Exercise requirements - Your answer should be the entries below, reproduced character for character.
- Opening Delimiter -
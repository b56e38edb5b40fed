//! HTTP endpoints for probes and scraping
//!
//! Serves `/health` for liveness checks and `/metrics` in OpenMetrics text.

mod server;

pub use server::{router, run_server};
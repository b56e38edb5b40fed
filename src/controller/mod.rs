//! Controller module for namespace finalization
//!
//! This module contains the supervisor loop, the watch sessions, the
//! finalizer state machine and the worker pool that runs cleanup.

mod dispatcher;
pub mod finalizers;
mod keyed_queue;
pub mod metrics;
mod reconciler;
mod supervisor;
#[cfg(test)]
mod testing;
mod watcher;

pub use dispatcher::{Dispatcher, DEFAULT_WORKERS};
pub use finalizers::{FinalizerAction, FinalizerMarker, FinalizerState, DEFAULT_FINALIZER};
pub use reconciler::{handle_event, ControllerState};
pub use supervisor::{SessionEnd, Supervisor, DEFAULT_RETRY_DELAY, EMPTY_SESSION_PAUSE};
pub use watcher::{session, ExcludedResources, SYSTEM_NAMESPACES};
//! Logging setup
//!
//! JSON lines by default, with thread names on every record. `RUST_LOG`
//! takes precedence over the configured level when it is set.

use clap::ValueEnum;
use tracing_subscriber::{fmt, layer::SubscriberExt, util::SubscriberInitExt, EnvFilter};

use crate::error::{Error, Result};

/// Log output format
#[derive(Debug, Clone, Copy, Default, PartialEq, Eq, ValueEnum)]
pub enum LogFormat {
    /// One JSON object per line
    #[default]
    Json,
    /// Human readable, for local runs
    Pretty,
}

/// Build the level filter, preferring `RUST_LOG` over `level`
pub fn env_filter(level: &str) -> Result<EnvFilter> {
    if let Ok(filter) = EnvFilter::try_from_default_env() {
        return Ok(filter);
    }
    EnvFilter::try_new(level)
        .map_err(|e| Error::ConfigError(format!("Invalid log level {:?}: {}", level, e)))
}

/// Install the global subscriber. Fails if one is already installed.
pub fn init_logging(level: &str, format: LogFormat) -> Result<()> {
    let filter = env_filter(level)?;

    let installed = match format {
        LogFormat::Json => tracing_subscriber::registry()
            .with(filter)
            .with(fmt::layer().json().with_thread_names(true))
            .try_init(),
        LogFormat::Pretty => tracing_subscriber::registry()
            .with(filter)
            .with(fmt::layer().with_thread_names(true))
            .try_init(),
    };

    installed.map_err(|e| Error::ConfigError(format!("Failed to initialise logging: {}", e)))
}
- Closing Delimiter -
Response to the exercise -
repository b56e38edb5b40fed
//! HTTP endpoints for probes and scraping
//!
//! Serves `/health` for liveness checks and `/metrics` in OpenMetrics text.

mod server;

pub use server::{router, run_server};
repository b56e38edb5b40fed
filename src/controller/mod.rs
//! Controller module for namespace finalization
//!
//! This module contains the supervisor loop, the watch sessions, the
//! finalizer state machine and the worker pool that runs cleanup.

mod dispatcher;
pub mod finalizers;
mod keyed_queue;
pub mod metrics;
mod reconciler;
mod supervisor;
#[cfg(test)]
mod testing;
mod watcher;

pub use dispatcher::{Dispatcher, DEFAULT_WORKERS};
pub use finalizers::{FinalizerAction, FinalizerMarker, FinalizerState, DEFAULT_FINALIZER};
pub use reconciler::{handle_event, ControllerState};
pub use supervisor::{SessionEnd, Supervisor, DEFAULT_RETRY_DELAY, EMPTY_SESSION_PAUSE};
pub use watcher::{session, ExcludedResources, SYSTEM_NAMESPACES};
//! Logging setup
//!
//! JSON lines by default, with thread names on every record. `RUST_LOG`
//! takes precedence over the configured level when it is set.

use clap::ValueEnum;
use tracing_subscriber::{fmt, layer::SubscriberExt, util::SubscriberInitExt, EnvFilter};

use crate::error::{Error, Result};

/// Log output format
#[derive(Debug, Clone, Copy, Default, PartialEq, Eq, ValueEnum)]
pub enum LogFormat {
    /// One JSON object per line
    #[default]
    Json,
    /// Human readable, for local runs
    Pretty,
}

/// Build the level filter, preferring `RUST_LOG` over `level`
pub fn env_filter(level: &str) -> Result<EnvFilter> {
    if let Ok(filter) = EnvFilter::try_from_default_env() {
        return Ok(filter);
    }
    EnvFilter::try_new(level)
        .map_err(|e| Error::ConfigError(format!("Invalid log level {:?}: {}", level, e)))
}

/// Install the global subscriber. Fails if one is already installed.
pub fn init_logging(level: &str, format: LogFormat) -> Result<()> {
    let filter = env_filter(level)?;

    let installed = match format {
        LogFormat::Json => tracing_subscriber::registry()
            .with(filter)
            .with(fmt::layer().json().with_thread_names(true))
            .try_init(),
        LogFormat::Pretty => tracing_subscriber::registry()
            .with(filter)
            .with(fmt::layer().with_thread_names(true))
            .try_init(),
    };

    installed.map_err(|e| Error::ConfigError(format!("Failed to initialise logging: {}", e)))
}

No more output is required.